## Aim of the exercise
Your reply must contain exactly the lines running from the one with "#[derive(Debug, Error)]" to the last line of the entries below, both included, and no other lines.

## Records to process
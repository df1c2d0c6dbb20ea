//! Error types for the core data model

use serde::Serialize;
use thiserror::Error;

/// Broad category of a failure, used by callers to decide whether to retry,
/// fix their input, or give up.
#[derive(Debug, Clone, Copy, PartialEq, Eq, Serialize)]
#[serde(rename_all = "snake_case")]
pub enum ErrorKind {
    /// Allocation failure or a full ring. Retry later.
    Exhaustion,
    /// Malformed input. Fix the request.
    Validation,
    /// Operation attempted in the wrong lifecycle state.
    StateConflict,
    /// Data-path integrity violation. Permanent.
    Integrity,
    /// The interface or queue was removed.
    Removed,
}

/// Errors raised by rings, extension sets and structure headers
#[derive(Debug, Error)]
pub enum CoreError {
    /// Memory for a ring or record could not be allocated
    #[error("Allocation failed: {0}")]
    Allocation(String),

    /// Arithmetic on a size or offset overflowed its bound
    #[error("Integer overflow computing {0}")]
    IntegerOverflow(&'static str),

    /// Invalid parameter
    #[error("Invalid parameter: {0}")]
    InvalidParameter(String),

    /// Extension name is not reserved in the set
    #[error("Extension not reserved: {0}")]
    ExtensionNotFound(String),

    /// Provider declared a version the set does not reserve
    #[error("Extension {name} version mismatch: reserved {reserved}, registered {registered}")]
    ExtensionVersionMismatch {
        /// Extension name
        name: String,
        /// Version reserved by the set
        reserved: u32,
        /// Version declared by the provider
        registered: u32,
    },

    /// Extension fetched before it was enabled and assigned an offset
    #[error("Extension {0} is not enabled or has no assigned offset")]
    ExtensionUnassigned(String),

    /// Control structure header rejected
    #[error("Structure header rejected: {0}")]
    Header(String),
}

impl CoreError {
    /// Category of this error
    pub fn kind(&self) -> ErrorKind {
        match self {
            CoreError::Allocation(_) => ErrorKind::Exhaustion,
            CoreError::IntegerOverflow(_)
            | CoreError::InvalidParameter(_)
            | CoreError::ExtensionNotFound(_)
            | CoreError::ExtensionVersionMismatch { .. }
            | CoreError::Header(_) => ErrorKind::Validation,
            CoreError::ExtensionUnassigned(_) => ErrorKind::StateConflict,
        }
    }
}

/// Result alias for core operations
pub type Result<T> = std::result::Result<T, CoreError>;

## Solution to this exercise
#[derive(Debug, Error)]
pub enum CoreError {
    /// Memory for a ring or record could not be allocated
    #[error("Allocation failed: {0}")]
    Allocation(String),

    /// Arithmetic on a size or offset overflowed its bound
    #[error("Integer overflow computing {0}")]
    IntegerOverflow(&'static str),

    /// Invalid parameter
    #[error("Invalid parameter: {0}")]
    InvalidParameter(String),

    /// Extension name is not reserved in the set
    #[error("Extension not reserved: {0}")]
    ExtensionNotFound(String),

    /// Provider declared a version the set does not reserve
    #[error("Extension {name} version mismatch: reserved {reserved}, registered {registered}")]
    ExtensionVersionMismatch {
        /// Extension name
        name: String,
        /// Version reserved by the set
        reserved: u32,
        /// Version declared by the provider
        registered: u32,
    },

    /// Extension fetched before it was enabled and assigned an offset
    #[error("Extension {0} is not enabled or has no assigned offset")]
    ExtensionUnassigned(String),

    /// Control structure header rejected
    #[error("Structure header rejected: {0}")]
    Header(String),
}

impl CoreError {
    /// Category of this error
    pub fn kind(&self) -> ErrorKind {
        match self {
            CoreError::Allocation(_) => ErrorKind::Exhaustion,
            CoreError::IntegerOverflow(_)
            | CoreError::InvalidParameter(_)
            | CoreError::ExtensionNotFound(_)
            | CoreError::ExtensionVersionMismatch { .. }
            | CoreError::Header(_) => ErrorKind::Validation,
            CoreError::ExtensionUnassigned(_) => ErrorKind::StateConflict,
        }
    }
}

/// Result alias for core operations
pub type Result<T> = std::result::Result<T, CoreError>;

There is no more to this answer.